A passagem de sistemas tropicais nos Açores não se pode dizer que seja raríssima, mas não ocorre todos os anos. A passagem de mais do que um sistema no mesmo ano obviamente é ainda mais rara, mas também já ocorreu no passado.

Vamos acompanhar este e os outros sistemas activos neste momento no Atlântico com calma e seriedade e com o passar dos dias veremos se podem ou não dirigir-se para Portugal Insular ou Continental.


----------



## FranciscoSR (31 Ago 2012 às 01:11)

Realmente, acho que agora o que vai nas mentes é que todos os que aparecem no atlântico vêm cá ter :P (incluo a minha mente no grupo lol)


----------



## Vince (31 Ago 2012 às 10:24)

A Tempestade tropical Leslie está mais incerta que o Kirk, ainda há bastante variação nos modelos, se se intensificar muito o mais provável é curvar mais rápido e seguir a parte direita do cone do NHC (leste), e se tiver problemas na intensificação é provável que tenda a ir mais para oeste. De qualquer forma a incerteza não parece para já implicar com os Açores por exemplo, mas mais com as Bermudas ou mesmo eventualmente ir ainda mais para oeste das bermudas eventualmente afectando o Canada como tem por exemplo o ECMWF, embora este modelo ande a subestimar bastante os ciclones nos primeiros dias e mantendo os sistemas fracos ao início pode ter este erro de ir tão para oeste.


----------



## FranciscoSR (31 Ago 2012 às 11:27)

http://www.ecmwf.int/products/foreca...!2012083012!!/

Se colocarem 240 (domingo, 9 de Setembro), no mapa, perto de Boston, é a nossa Leslie?


----------



## Vince (31 Ago 2012 às 11:52)

FranciscoSR disse:


> http://www.ecmwf.int/products/foreca...!2012083012!!/
> 
> Se colocarem 240 (domingo, 9 de Setembro), no mapa, perto de Boston, é a nossa Leslie?



É a Leslie mas na imagem não seria bem em Boston mas mais na Nova Escócia, Canadá.






Mas como referi acima, isso seria o cenário mais a oeste, duma Leslie provavelmente a ter problemas nos próximos 3 ,4, 5 dias em intensificar-se, se pelo contrário se intensificar bastante neste prazo penso que a tendência seria virar mais cedo e tender para o lado direito do cone do NHC.


----------



## FranciscoSR (31 Ago 2012 às 12:19)

E virando mais cedo para a direita do cone do NHC, o perigo vai para onde?


----------



## Vince (31 Ago 2012 às 16:50)

FranciscoSR disse:


> E virando mais cedo para a direita do cone do NHC, o perigo vai para onde?

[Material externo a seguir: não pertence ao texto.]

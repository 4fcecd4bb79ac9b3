//! Shared wire-format helpers for backends that store record data as plain
//! strings (`route53`, `sql`, `etag_cloud`): render an [`RData`] to its
//! provider-agnostic string form and parse it back.

use crate::record::{parse_name, RData, SrvData, Tags};
use std::net::{Ipv4Addr, Ipv6Addr};
use std::str::FromStr;

#[must_use]
pub fn render(data: &RData) -> String {
    match data {
        RData::A(ip) => ip.to_string(),
        RData::Aaaa(ip) => ip.to_string(),
        RData::Cname(name) | RData::Ptr(name) => name.to_ascii(),
        RData::Srv(srv) => {
            format!("{} {} {} {}", srv.priority, srv.weight, srv.port, srv.target.to_ascii())
        }
        RData::Txt(tags) => tags.to_strings().join("\u{0}"),
        RData::Opaque(s) => s.clone(),
    }
}

#[must_use]
pub fn parse(kind: &str, value: &str) -> Option<RData> {
    match kind.to_ascii_uppercase().as_str() {
        "A" => Ipv4Addr::from_str(value).ok().map(RData::A),
        "AAAA" => Ipv6Addr::from_str(value).ok().map(RData::Aaaa),
        "CNAME" => parse_name(value).ok().map(RData::Cname),
        "PTR" => parse_name(value).ok().map(RData::Ptr),
        "SRV" => {
            let mut parts = value.split_whitespace();
            let priority = parts.next()?.parse().ok()?;
            let weight = parts.next()?.parse().ok()?;
            let port = parts.next()?.parse().ok()?;
            let target = parse_name(parts.next()?).ok()?;
            Some(RData::Srv(SrvData {
                priority,
                weight,
                port,
                target,
            }))
        }
        "TXT" => {
            let mut tags = Tags::new();
            for entry in value.split('\u{0}') {
                match entry.split_once('=') {
                    Some((k, v)) => tags.insert(k, Some(v.as_bytes().to_vec())),
                    None if !entry.is_empty() => tags.insert(entry, None),
                    None => {}
                }
            }
            Some(RData::Txt(tags))
        }
        _ => Some(RData::Opaque(value.to_string())),
    }
}

#[cfg(test)]
mod tests {
    use super::*;

    #[test]
    fn a_record_round_trips() {
        let data = RData::A(Ipv4Addr::new(10, 0, 0, 5));
        let rendered = render(&data);
        assert_eq!(parse("A", &rendered), Some(data));
    }

    #[test]
    fn srv_record_round_trips() {
        let data = RData::Srv(SrvData {
            priority: 1,
            weight: 2,
            port: 80,
            target: parse_name("web1.h1.svc.example.").unwrap(),
        });
        let rendered = render(&data);
        assert_eq!(parse("SRV", &rendered), Some(data));
    }
}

Se te referes aos Açores, nestes dias mais próximos que vivemos temos o anticiclone estendido em crista dos Açores à França, que se reflecte em todos os níveis (altos e baixos). Isso em relação aos Açores funciona como "escudo", seja o sistema fraco (dirigido pelo fluxo em níveis baixos) ou forte (dirigido pelo fluxo em níveis altos) tende a desviar-se dos Açores em qualquer cenário, pelo menos até aos 3 dias nenhum sistema tropical consegue contrariar aquele fluxo anticiclonico. 

A 60 horas, fluxo aos 500hpa, 850hpa e superfície:






O próprio cavado a noroeste também está bem marcado na vertical da atmosfera, daí haver tanto consenso nos modelos com o Furacão Kirk por exemplo.

Na Leslie está um pouco mais incerto, pois pode andar a "patinar" uns tempos mais a sul e depois a sinóptica a 5 ou 6 dias entretanto já mudar um pouco e baralhar as previsões a mais do que 5 dias conforme se intensifique ou não. É aguardar mais algum tempo, mas para já acho que as maiores dúvidas tem mais a preocupar as Bermudas e menos os Açores.


----------



## ]ToRnAdO[ (31 Ago 2012 às 17:09)

Vince disse:


> Se te referes aos Açores, nestes dias mais próximos que vivemos temos o anticiclone estendido em crista dos Açores à França, que se reflecte em todos os níveis (altos e baixos). Isso em relação aos Açores funciona como "escudo", seja o sistema fraco (dirigido pelo fluxo em níveis baixos) ou forte (dirigido pelo fluxo em níveis altos) tende a desviar-se dos Açores em qualquer cenário, pelo menos até aos 3 dias nenhum sistema tropical consegue contrariar aquele fluxo anticiclonico.
> 
> A 60 horas, fluxo aos 500hpa, 850hpa e superfície:
> 
> ...



E em relação á Cut off posicionada a SW das ilhas? Se ela predurar , embora que instavel, ora intensifica-se ora não, poderá tambem ser um factor importante no seu trajecto penso eu!


----------



## Vince (31 Ago 2012 às 17:26)

]ToRnAdO[;338798 disse:
			
		

> E em relação á Cut off posicionada a SW das ilhas? Se ela predurar , embora que instavel, ora intensifica-se ora não, poderá tambem ser um factor importante no seu trajecto penso eu!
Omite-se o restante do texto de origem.